The parameters to the algorithm are the number of samples to draw denoted by n and the standard deviation denoted by sigma. When the standard deviation is too small, the proposal distribution is set too narrow. The acceptance rate is high so the chain doesn't get stuck in any one spot but it doesn't cover a wide range. When the standard deviation is very large, the proposal distribution is set too wide, the acceptance rate is low and the distribution is highly irregular.  The chain gets stuck in one spot for long periods of time but it does manage to make big jumps, covering the whole range.
There are two parameters that can be introduced to help with improving the sampling. The first is called the burnin by which we delay the actual collection until the algorithm has run for a while. The other parameter is called the lag by which we allow several iterations of the sampler to elapse in between successive samples which comes in helpful when the Markov chain gets stuck in one location for long periods of time.
Courtesy : Navarro and Perfors

#codingexercise
Yesterday we were discussing a solution for finding non-repeating character sequence in a string.
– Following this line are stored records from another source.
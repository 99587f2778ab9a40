use serde::{Deserialize, Serialize};
use strum_macros::Display;

/// Admin API surface a call is addressed to. Renders as the first URL
/// path segment.
#[derive(Debug, Clone, Copy, PartialEq, Eq, Display)]
#[strum(serialize_all = "lowercase")]
pub enum Api {
    Preview,
    Live,
    Job,
}

impl Api {
    /// Job-kind segment used by the status endpoint. The `live` trigger
    /// endpoint reports its jobs under `publish`, an asymmetry in the
    /// admin API naming that has to be preserved.
    pub fn job_kind(&self) -> &'static str {
        match self {
            Api::Live => "publish",
            _ => "preview",
        }
    }
}

#[derive(Deserialize, Serialize, Debug, Clone, Copy, PartialEq, Eq)]
#[serde(rename_all = "lowercase")]
pub enum JobState {
    Pending,
    Running,
    Stopped,
    #[serde(other)]
    Unknown,
}

#[derive(Deserialize, Serialize, Debug, Clone, PartialEq, Eq)]
pub struct JobResource {
    pub path: String,
    pub status: u16,
    #[serde(default, skip_serializing_if = "Option::is_none")]
    pub url: Option<String>,
}

/// An asynchronous server-side bulk operation, created via POST and
/// polled until `stopped`.
#[derive(Deserialize, Serialize, Debug, Clone)]
pub struct BulkJob {
    pub name: String,
    pub state: JobState,
    #[serde(default)]
    pub resources: Vec<JobResource>,
}

impl BulkJob {
    pub fn is_stopped(&self) -> bool {
        self.state == JobState::Stopped
    }

    /// Paths of the resources the job completed with HTTP 200.
    pub fn successful_paths(&self) -> Vec<String> {
        self.resources
            .iter()
            .filter(|resource| resource.status == 200)
            .map(|resource| resource.path.clone())
            .collect()
    }
}

/// Outcome of a single preview or live call against one path.
#[derive(Deserialize, Serialize, Debug, Clone)]
pub struct OperationOutcome {
    pub status: u16,
    pub url: String,
    #[serde(default, skip_serializing_if = "Option::is_none")]
    pub message: Option<String>,
}

impl OperationOutcome {
    pub fn is_success(&self) -> bool {
        (200..300).contains(&self.status)
    }
}

/// Per-path record of the preview call and, when publishing, the live
/// call that followed it.
#[derive(Deserialize, Serialize, Debug, Clone)]
pub struct PathReport {
    pub path: String,
    pub preview: OperationOutcome,
    #[serde(default, skip_serializing_if = "Option::is_none")]
    pub live: Option<OperationOutcome>,
}

/// Everything that happened while previewing/publishing one product.
#[derive(Deserialize, Serialize, Debug, Clone)]
pub struct PublishResult {
    pub sku: String,
    pub paths: Vec<PathReport>,
}
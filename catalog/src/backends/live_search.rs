use async_trait::async_trait;
use common::product::{PageInfo, Product, ProductPage};
use serde::Deserialize;
use serde_json::json;
use webclient::request::{HttpMethod, Request};

use crate::{backends::CatalogBackend, config::CatalogConfig, errors::CatalogError};

const PRODUCT_SEARCH_QUERY: &str = r#"
query productSearch($phrase: String!, $pageSize: Int!, $currentPage: Int!) {
	productSearch(
		phrase: $phrase
		page_size: $pageSize
		current_page: $currentPage
	) {
		items {
			productView {
				sku
				name
				urlKey
			}
		}
		page_info {
			current_page
			page_size
			total_pages
		}
	}
}
"#;

#[derive(Deserialize, Debug)]
struct ApiResponse {
    data: ApiData,
}

#[derive(Deserialize, Debug)]
#[serde(rename_all = "camelCase")]
struct ApiData {
    product_search: ApiProductSearch,
}

#[derive(Deserialize, Debug)]
struct ApiProductSearch {
    items: Vec<ApiItem>,
    #[serde(default)]
    page_info: Option<PageInfo>,
}

#[derive(Deserialize, Debug)]
#[serde(rename_all = "camelCase")]
struct ApiItem {
    product_view: ApiProductView,
}

#[derive(Deserialize, Debug)]
#[serde(rename_all = "camelCase")]
struct ApiProductView {
    sku: String,
    name: String,
    #[serde(default)]
    url_key: Option<String>,
}

impl ApiProductView {
    fn into_product(self) -> Product {
        let url_key = self.url_key.unwrap_or_default();

        Product {
            sku: self.sku,
            name: self.name,
            url_key,
        }
    }
}

/// Full-text search service backend.
pub struct LiveSearchBackend {
    config: CatalogConfig,
}

impl LiveSearchBackend {
    pub fn new(config: CatalogConfig) -> Self {
        Self { config }
    }

    fn parse(response: &str) -> Result<ApiProductSearch, CatalogError> {
        let parsed: ApiResponse = serde_json::from_str(response)?;

        Ok(parsed.data.product_search)
    }
}

#[async_trait]
impl CatalogBackend for LiveSearchBackend {
    async fn build_page_request(
        &self,
        page_size: u32,
        current_page: u32,
    ) -> Result<Request, CatalogError> {
        let body = json!({
            "query": PRODUCT_SEARCH_QUERY,
            "variables": {
                "phrase": "",
                "pageSize": page_size,
                "currentPage": current_page,
            },
        });

        Ok(Request::builder()
            .set_method(HttpMethod::POST)
            .set_url(&self.config.endpoint)
            .set_json_body(body)
            .set_headers(&self.config.headers())
            .build())
    }

    fn parse_page_response(&self, response: &str) -> Result<ProductPage, CatalogError> {
        let search = Self::parse(response)?;

        let page_info = search.page_info.unwrap_or(PageInfo {
            current_page: 1,
            total_pages: 1,
            page_size: search.items.len() as u32,
        });

        Ok(ProductPage {
            items: search
                .items
                .into_iter()
                .map(|item| item.product_view.into_product())
                .collect(),
            page_info,
        })
    }

    async fn build_sku_request(&self, sku: &str) -> Result<Request, CatalogError> {
        let query = format!(
            r#"{{productSearch(phrase: "{sku}", page_size: 1, filter: [{{attribute: "sku", eq: "{sku}"}}]) {{items {{productView {{sku name urlKey}}}}}}}}"#
        );
        let url = format!(
            "{}?query={}",
            self.config.endpoint,
            urlencoding::encode(&query)
        );

        Ok(Request::builder()
            .set_method(HttpMethod::GET)
            .set_url(url)
            .set_headers(&self.config.headers())
            .build())
    }

    fn parse_sku_response(&self, response: &str, sku: &str) -> Result<Product, CatalogError> {
        let search = Self::parse(response)?;

        search
            .items
            .into_iter()
            .map(|item| item.product_view.into_product())
            .find(|product| product.sku == sku)
            .ok_or_else(|| CatalogError::NotFound(sku.into()))
    }
}
use serde::{Deserialize, Serialize};

/// A single catalog entry. Identity is the sku; everything else is
/// display data carried along for the output files.
#[derive(Deserialize, Serialize, Debug, Clone, PartialEq, Eq)]
pub struct Product {
    pub sku: String,
    pub name: String,
    #[serde(rename = "urlKey")]
    pub url_key: String,
}

/// Pagination cursor state, recomputed from every catalog response.
#[derive(Deserialize, Serialize, Debug, Clone, Copy, PartialEq, Eq)]
pub struct PageInfo {
    pub current_page: u32,
    pub total_pages: u32,
    pub page_size: u32,
}

impl PageInfo {
    pub fn has_next_page(&self) -> bool {
        self.current_page < self.total_pages
    }
}

/// One page of catalog results, the common output shape of every
/// catalog backend.
#[derive(Debug, Clone)]
pub struct ProductPage {
    pub items: Vec<Product>,
    pub page_info: PageInfo,
}
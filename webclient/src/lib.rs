pub mod client;
pub mod errors;
pub mod request;
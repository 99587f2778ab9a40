use thiserror::Error;
use webclient::errors::WebClientError;

#[derive(Error, Debug)]
pub enum CatalogError {
    #[error("Failed to reach catalog endpoint")]
    Network(#[from] WebClientError),
    #[error("Catalog endpoint answered with status {0}")]
    BadStatus(u16),
    #[error("Catalog response carried errors: {0}")]
    GraphQl(String),
    #[error("Failed to parse catalog response: {0}")]
    Parse(#[from] serde_json::Error),
    #[error("No product found for sku {0}")]
    NotFound(String),
}
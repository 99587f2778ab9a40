pub mod errors;
pub mod gateway;
pub mod urls;
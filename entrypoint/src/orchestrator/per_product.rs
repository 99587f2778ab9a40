use std::{sync::Arc, time::Duration};

use admin::gateway::AdminGateway;
use async_trait::async_trait;
use catalog::{client::CatalogClient, errors::CatalogError};
use common::{
    publish::PublishResult,
    site_config::{SiteConfig, StoreContext},
};
use tokio::{task::JoinHandle, time::sleep};
use tracing::{debug, info, warn};

use crate::{
    errors::SeedError,
    orchestrator::{PAGE_SIZE, SeedFailure, SeedReport, SeedStrategy},
};

const SEED_BATCH_SIZE: usize = 5;
const BATCH_DELAY_MS: u64 = 2000;

type SeedHandle = JoinHandle<Result<PublishResult, CatalogError>>;

/// Seeds one product at a time: validate it still exists in the
/// catalog, then preview/publish each of its paths. Products are
/// dispatched in batches of five with an unconditional two second
/// pause between batches, the admin API's informal rate limit.
pub struct PerProductSeeder {
    pub publish: bool,
}

impl Default for PerProductSeeder {
    fn default() -> Self {
        Self { publish: true }
    }
}

#[async_trait]
impl SeedStrategy for PerProductSeeder {
    async fn seed(
        &self,
        catalog: Arc<CatalogClient>,
        admin: Arc<AdminGateway>,
        site: Arc<SiteConfig>,
        store: StoreContext,
    ) -> Result<SeedReport, SeedError> {
        // handles keep their sku so failures stay attributable to the
        // product that caused them, not to a position in some list
        let mut handles: Vec<(String, SeedHandle)> = Vec::new();
        let mut current_page = 1;

        loop {
            let page = catalog.fetch_product_page(PAGE_SIZE, current_page).await?;

            info!(
                "Dispatching page {}/{} ({} products)",
                page.page_info.current_page,
                page.page_info.total_pages,
                page.items.len()
            );

            for batch in page.items.chunks(SEED_BATCH_SIZE) {
                for product in batch {
                    let catalog = catalog.clone();
                    let admin = admin.clone();
                    let site = site.clone();
                    let store = store.clone();
                    let product = product.clone();
                    let publish = self.publish;

                    handles.push((
                        product.sku.clone(),
                        tokio::spawn(async move {
                            catalog.fetch_product_by_sku(&product.sku).await?;

                            Ok(admin
                                .preview_publish_one(
                                    &site,
                                    &store,
                                    &product.sku,
                                    &product.url_key,
                                    publish,
                                )
                                .await)
                        }),
                    ));
                }

                // next batch launches after the delay without waiting
                // for this batch's results
                sleep(Duration::from_millis(BATCH_DELAY_MS)).await;
            }

            if !page.page_info.has_next_page() {
                break;
            }

            current_page = page.page_info.current_page + 1;
        }

        debug!("All pages dispatched, collecting {} tasks", handles.len());

        let mut report = SeedReport::default();

        for (sku, handle) in handles {
            match handle.await {
                Ok(Ok(result)) => report.publishes.push(result),
                Ok(Err(err)) => {
                    warn!("Skipped {sku}: {err}");

                    report.failures.push(SeedFailure {
                        sku,
                        stage: "catalog-lookup".into(),
                        message: err.to_string(),
                    });
                }
                Err(err) => report.failures.push(SeedFailure {
                    sku,
                    stage: "task".into(),
                    message: err.to_string(),
                }),
            }
        }

        Ok(report)
    }
}
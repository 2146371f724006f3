use std::fmt;
use std::path::PathBuf;

use log::{info, warn};

use crate::config::Target;
use crate::updater::{UpdateOutcome, Updater, WriteMode};

#[derive(Debug)]
pub struct TargetReport {
    pub path: PathBuf,
    pub active_page: String,
    pub outcome: UpdateOutcome,
}

impl TargetReport {
    /// Console line for this page, worded for the updater's write mode.
    pub fn status_line(&self, mode: WriteMode) -> String {
        let path = self.path.display();
        match (&self.outcome, mode) {
            (UpdateOutcome::Changed, WriteMode::Apply) => format!("✅ Updated: {path}"),
            (UpdateOutcome::Changed, WriteMode::Check) => format!("📝 Would update: {path}"),
            (UpdateOutcome::Unchanged, _) => format!("⚠️  No changes: {path}"),
            (UpdateOutcome::Failed(err), _) => format!("❌ Error updating {path}: {err}"),
        }
    }
}

#[derive(Debug, Default)]
pub struct BatchSummary {
    pub reports: Vec<TargetReport>,
}

impl BatchSummary {
    pub fn changed(&self) -> usize {
        self.count(|outcome| matches!(outcome, UpdateOutcome::Changed))
    }

    pub fn unchanged(&self) -> usize {
        self.count(|outcome| matches!(outcome, UpdateOutcome::Unchanged))
    }

    pub fn failed(&self) -> usize {
        self.count(UpdateOutcome::is_failed)
    }

    fn count(&self, pred: impl Fn(&UpdateOutcome) -> bool) -> usize {
        self.reports
            .iter()
            .filter(|report| pred(&report.outcome))
            .count()
    }

    /// A batch succeeds when nothing failed; in check mode every page must
    /// also already be in sync.
    pub fn is_success(&self, mode: WriteMode) -> bool {
        match mode {
            WriteMode::Apply => self.failed() == 0,
            WriteMode::Check => self.failed() == 0 && self.changed() == 0,
        }
    }
}

impl fmt::Display for BatchSummary {
    fn fmt(&self, f: &mut fmt::Formatter<'_>) -> fmt::Result {
        write!(
            f,
            "{} changed, {} unchanged, {} failed",
            self.changed(),
            self.unchanged(),
            self.failed()
        )
    }
}

/// Updates every target in order. A failing page is reported and the rest
/// are still processed.
pub fn sync_all(updater: &Updater, targets: &[Target]) -> BatchSummary {
    let mut summary = BatchSummary::default();
    for target in targets {
        let outcome = updater.update(&target.path, &target.active_page);
        let report = TargetReport {
            path: target.path.clone(),
            active_page: target.active_page.clone(),
            outcome,
        };
        if let UpdateOutcome::Failed(err) = &report.outcome {
            warn!("{} ({}) failed: {err}", report.path.display(), report.active_page);
        } else {
            info!("{} ({}) processed", report.path.display(), report.active_page);
        }
        println!("{}", report.status_line(updater.mode()));
        summary.reports.push(report);
    }
    summary
}
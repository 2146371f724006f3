use std::fs;
use std::io;
use std::path::{Path, PathBuf};

use log::debug;
use thiserror::Error;

use crate::region::SidebarRegion;
use crate::template::{SidebarTemplate, TemplateError};

#[derive(Debug, Error)]
pub enum UpdateError {
    #[error("failed to read {}: {source}", path.display())]
    Read {
        path: PathBuf,
        #[source]
        source: io::Error,
    },
    #[error("{} is not valid UTF-8: {source}", path.display())]
    Decode {
        path: PathBuf,
        #[source]
        source: std::string::FromUtf8Error,
    },
    #[error("failed to write {}: {source}", path.display())]
    Write {
        path: PathBuf,
        #[source]
        source: io::Error,
    },
}

#[derive(Debug)]
pub enum UpdateOutcome {
    Changed,
    Unchanged,
    Failed(UpdateError),
}

impl UpdateOutcome {
    pub fn is_failed(&self) -> bool {
        matches!(self, UpdateOutcome::Failed(_))
    }
}

/// Whether a changed page is written back or only reported.
#[derive(Debug, Clone, Copy, PartialEq, Eq, Default)]
pub enum WriteMode {
    #[default]
    Apply,
    Check,
}

#[derive(Debug, Error)]
pub enum SetupError {
    #[error(transparent)]
    Template(#[from] TemplateError),
    #[error("invalid sidebar pattern: {0}")]
    Region(#[from] regex::Error),
}

/// Rewrites the sidebar of dashboard pages from one shared template.
#[derive(Debug, Clone)]
pub struct Updater {
    template: SidebarTemplate,
    region: SidebarRegion,
    mode: WriteMode,
}

impl Updater {
    pub fn new(template: SidebarTemplate, mode: WriteMode) -> Result<Self, SetupError> {
        Ok(Self {
            template,
            region: SidebarRegion::new()?,
            mode,
        })
    }

    pub fn builtin(mode: WriteMode) -> Result<Self, SetupError> {
        Self::new(SidebarTemplate::builtin()?, mode)
    }

    pub fn mode(&self) -> WriteMode {
        self.mode
    }

    pub fn render(&self, active_page: &str) -> String {
        self.template.render(active_page)
    }

    pub fn update(&self, path: &Path, active_page: &str) -> UpdateOutcome {
        match self.try_update(path, active_page) {
            Ok(true) => UpdateOutcome::Changed,
            Ok(false) => UpdateOutcome::Unchanged,
            Err(err) => UpdateOutcome::Failed(err),
        }
    }

    fn try_update(&self, path: &Path, active_page: &str) -> Result<bool, UpdateError> {
        let bytes = fs::read(path).map_err(|source| UpdateError::Read {
            path: path.to_path_buf(),
            source,
        })?;
        let content = String::from_utf8(bytes).map_err(|source| UpdateError::Decode {
            path: path.to_path_buf(),
            source,
        })?;

        if !self.region.is_present(&content) {
            debug!("no sidebar block in {}", path.display());
            return Ok(false);
        }

        let fragment = self.render(active_page);
        let updated = self.region.splice(&content, &fragment);
        if updated == content {
            return Ok(false);
        }

        match self.mode {
            WriteMode::Apply => {
                fs::write(path, updated.as_bytes()).map_err(|source| UpdateError::Write {
                    path: path.to_path_buf(),
                    source,
                })?;
                debug!("wrote {} bytes to {}", updated.len(), path.display());
            }
            WriteMode::Check => debug!("check mode, leaving {} untouched", path.display()),
        }
        Ok(true)
    }
}
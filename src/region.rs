use std::borrow::Cow;

use regex::{Captures, Regex};

const SIDEBAR_REGION_PATTERN: &str =
    r#"(?s)(<aside class="sidebar">)\s*<div class="sidebar-header">.*?</div>\s*</aside>"#;
const SIDEBAR_CLOSE: &str = "    </aside>";

/// Locates the `<aside class="sidebar">` block of a dashboard page.
///
/// The block starts at the sidebar header and ends at the first `</div>`
/// followed only by whitespace and the closing `</aside>`.
#[derive(Debug, Clone)]
pub struct SidebarRegion {
    pattern: Regex,
}

impl SidebarRegion {
    pub fn new() -> Result<Self, regex::Error> {
        Ok(Self {
            pattern: Regex::new(SIDEBAR_REGION_PATTERN)?,
        })
    }

    pub fn is_present(&self, content: &str) -> bool {
        self.pattern.is_match(content)
    }

    /// Replaces every sidebar block with `fragment`, keeping the opening tag.
    /// Borrows `content` unchanged when no block is found.
    pub fn splice<'a>(&self, content: &'a str, fragment: &str) -> Cow<'a, str> {
        self.pattern.replace_all(content, |caps: &Captures<'_>| {
            format!("{}\n{}\n{}", &caps[1], fragment, SIDEBAR_CLOSE)
        })
    }
}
Here's another.
static int GetMaxFreq(string input) 
        { 
            Console.WriteLine("input={0}", input); 
            int count = 0; 
            int max = 0; 
            for (int i = 0; i < input.Length; i++) 
            { 
                var freq = new List<int>(256); 
                freq.AddRange(Enumerable.Repeat(0, 256)); 
                freq[input[i]]++; 
                count = 1; 
                if (count > max) 
                    max = count; 
                for (int j = i + 1; j < input.Length; j++) 
                { 
                    if (freq[input[j]] != 0) 
                    { 
                        break; 
                    } 
                    else 
                    { 
                        count++; 
                    } 
                    if (count > max) 
                        max = count; 
                    freq[input[j]]++; 
                } 
            } 
            return max; 
        } 

#puzzle given three multiple choices for a question as below, find the right answer:

A. Answer A
B. Answer A or B
C. Answer B or C


by process of mutial exclusion, the answer is C. if it were A or B there would be more than one choice possible.